I’ve had nine short stories published. That’s nice, because as my wife pointed out, nobody is going to risk their reputation as an editor on some story that sucks. So, I have to believe that the stories are okay. And each one’s a little better than the last. But it is something I want to do more of. And I’m not one of those people who can do things like that in between 500 other things. Running three businesses—running a record company and a publishing company and a touring company—takes up a lot of time. I don’t remember the last time I had a full day off email. That’s all part of what I’m looking forward to at the end of next year.
Are you still running The Pearl Foundation?
We are, but we’re closing it as of the end of this year (2021).
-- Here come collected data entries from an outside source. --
//! Sandbox: guarded access to the agent's self-configuration documents.
//!
//! Every operation passes a fixed pipeline and fails closed at the first
//! rejection: path validation, immutability, per-user rate limiting,
//! content scanning, backup of prior content, atomic I/O, audit. Refusals
//! are audited just like successes.
//!
//! # Modules
//!
//! - [`files`]: `AllowedFile` (closed set of document names)
//! - [`path_guard`]: `validate_path()` (traversal and symlink containment)
//! - [`content_guard`]: `ContentGuard`, default suspicious-content rules
//! - [`rate_limit`]: sliding-window `RateLimiter`
//! - [`manager`]: `SandboxManager`, `SandboxConfig`
//! - [`error`]: `SandboxError` / `SandboxResult`, `ErrorCode`

pub mod content_guard;
pub mod error;
pub mod files;
pub mod manager;
pub mod path_guard;
pub mod rate_limit;

pub use content_guard::{
    default_rules, validate_content, validate_file_size, ContentGuard, ContentValidationResult,
    ContentValidationRule, RuleSeverity, DEFAULT_MAX_FILE_SIZE,
};
pub use error::{ErrorCode, SandboxError, SandboxResult};
pub use files::{is_allowed_file, is_immutable_file, AllowedFile};
pub use manager::{
    DeleteOutcome, FileInfo, SandboxConfig, SandboxManager, SearchMatch, WriteOutcome, ALL_FILES,
};
pub use path_guard::{validate_path, PathValidationResult, ValidatedPath};
pub use rate_limit::{RateLimitConfig, RateLimiter};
We’ve run it now for 22 years. And we’ve given away $1,300,000 in endowments. It will continue at the schools that have the endowments. But my wife and I have done all the fulfillment and all of the web work and all of the talking about it and performances and all of the begging and scratching. So, it’s time to start divesting ourselves of things that take up our time. I think $1,300,000 is pretty extraordinary. We’ve done that with no help, except from the fan base who contributed their time and their talents and their money. So, it’s a good time to close. You go out a hero.
We grew up in optimistic times, and yet at this stage in our lives, we see that we haven’t gotten any farther than perhaps the Civil War. Is that what “Better Times” was about?
But I think we have gone further. As a gay person, I can’t be lobotomized against my will for being gay. I can get married. It’s not legal to segregate. It’s not acceptable in most places. Yeah, there’s always going to be assholes. There’s always going to be jerks. There’s always going to be people who wish that it was like it was 200 years ago, forgetting that 200 years ago, women wouldn’t have been allowed to own property. I think we’ve come some of the way. And I think we have to hang on to that. We have to remember that the pendulum always swings hard one way or another before it rights itself.